==== Available data

//! Runtime value type and variable store for the tela dialect.
//!
//! Values are immutable once bound: `set` replaces a binding, and copying a
//! variable (into another binding or an object entry) takes a snapshot.

use std::collections::HashMap;
use std::fmt;

/// A one-level mapping of string keys to scalar values.
///
/// Entries keep their insertion order so that rendering an object is
/// deterministic.  Re-inserting a key replaces its value in place.
#[derive(Debug, Clone, Default, PartialEq)]
pub struct FlatObject {
    entries: Vec<(String, Value)>,
}

impl FlatObject {
    pub fn new() -> Self {
        Self::default()
    }

    /// Insert a scalar entry.  Returns `false` (and leaves the object
    /// unchanged) when `value` is itself an object.
    pub fn insert(&mut self, key: impl Into<String>, value: Value) -> bool {
        if !value.is_scalar() {
            return false;
        }
        let key = key.into();
        match self.entries.iter_mut().find(|(k, _)| *k == key) {
            Some(slot) => slot.1 = value,
            None => self.entries.push((key, value)),
        }
        true
    }

    pub fn get(&self, key: &str) -> Option<&Value> {
        self.entries.iter().find(|(k, _)| k == key).map(|(_, v)| v)
    }

    pub fn iter(&self) -> impl Iterator<Item = (&str, &Value)> {
        self.entries.iter().map(|(k, v)| (k.as_str(), v))
    }

    pub fn len(&self) -> usize {
        self.entries.len()
    }

    pub fn is_empty(&self) -> bool {
        self.entries.is_empty()
    }
}

impl fmt::Display for FlatObject {
    fn fmt(&self, f: &mut fmt::Formatter<'_>) -> fmt::Result {
        f.write_str("{")?;
        for (i, (k, v)) in self.entries.iter().enumerate() {
            if i > 0 {
                f.write_str(", ")?;
            }
            write!(f, "{k}: {v}")?;
        }
        f.write_str("}")
    }
}

/// A tela runtime value.
#[derive(Debug, Clone, PartialEq)]
pub enum Value {
    Number(f64),
    Boolean(bool),
    String(String),
    Object(FlatObject),
}

impl fmt::Display for Value {
    fn fmt(&self, f: &mut fmt::Formatter<'_>) -> fmt::Result {
        match self {
            Value::Number(x) => fmt_number(*x, f),
            Value::Boolean(b) => write!(f, "{b}"),
            Value::String(s) => f.write_str(s),
            Value::Object(o) => write!(f, "{o}"),
        }
    }
}

/// Numbers print the way the dialect always has: shortest round-trip
/// digits, integral values without a fractional part, non-finite values
/// spelled out, and exponent form (`1e+21`, `1.5e-7`) outside
/// `[1e-6, 1e21)`.
fn fmt_number(x: f64, f: &mut fmt::Formatter<'_>) -> fmt::Result {
    if x.is_nan() {
        f.write_str("NaN")
    } else if x.is_infinite() {
        f.write_str(if x > 0.0 { "Infinity" } else { "-Infinity" })
    } else if x == 0.0 {
        // -0 prints as 0
        f.write_str("0")
    } else if x.abs() >= 1e21 || x.abs() < 1e-6 {
        let sci = format!("{x:e}");
        match sci.split_once('e') {
            Some((mantissa, exp)) if !exp.starts_with('-') => write!(f, "{mantissa}e+{exp}"),
            _ => f.write_str(&sci),
        }
    } else {
        write!(f, "{x}")
    }
}

impl Value {
    /// `true` for every variant except [`Value::Object`].
    pub fn is_scalar(&self) -> bool {
        !matches!(self, Value::Object(_))
    }

    /// Name of the type, used in evaluator diagnostics.
    pub fn type_name(&self) -> &'static str {
        match self {
            Value::Number(_) => "number",
            Value::Boolean(_) => "boolean",
            Value::String(_) => "string",
            Value::Object(_) => "object",
        }
    }

    pub fn as_number(&self) -> Option<f64> {
        match self {
            Value::Number(x) => Some(*x),
            _ => None,
        }
    }

    pub fn as_bool(&self) -> Option<bool> {
        match self {
            Value::Boolean(b) => Some(*b),
            _ => None,
        }
    }
}

impl From<f64> for Value {
    fn from(x: f64) -> Self {
        Value::Number(x)
    }
}

impl From<i64> for Value {
    fn from(n: i64) -> Self {
        Value::Number(n as f64)
    }
}

impl From<bool> for Value {
    fn from(b: bool) -> Self {
        Value::Boolean(b)
    }
}

impl From<String> for Value {
    fn from(s: String) -> Self {
        Value::String(s)
    }
}

impl From<&str> for Value {
    fn from(s: &str) -> Self {
        Value::String(s.to_owned())
    }
}

impl From<FlatObject> for Value {
    fn from(o: FlatObject) -> Self {
        Value::Object(o)
    }
}

// ── VarStore ──────────────────────────────────────────────────────────────────

/// Identifier → value bindings for one interpreter invocation.
#[derive(Debug, Default)]
pub struct VarStore {
    vars: HashMap<String, Value>,
}

impl VarStore {
    pub fn new() -> Self {
        Self::default()
    }

    /// Bind (or rebind) a variable.  No type check against a previous binding.
    pub fn set(&mut self, name: impl Into<String>, value: Value) {
        self.vars.insert(name.into(), value);
    }

    pub fn get(&self, name: &str) -> Option<&Value> {
        self.vars.get(name)
    }

    pub fn len(&self) -> usize {
        self.vars.len()
    }

    pub fn is_empty(&self) -> bool {
        self.vars.is_empty()
    }
}

// ── Tests ─────────────────────────────────────────────────────────────────────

========

What the task asks: Gather up every line from the listing above in which the word "variable" occurs.

Answer box:
//! Runtime value type and variable store for the tela dialect.
//! variable (into another binding or an object entry) takes a snapshot.
    /// Bind (or rebind) a variable.  No type check against a previous binding.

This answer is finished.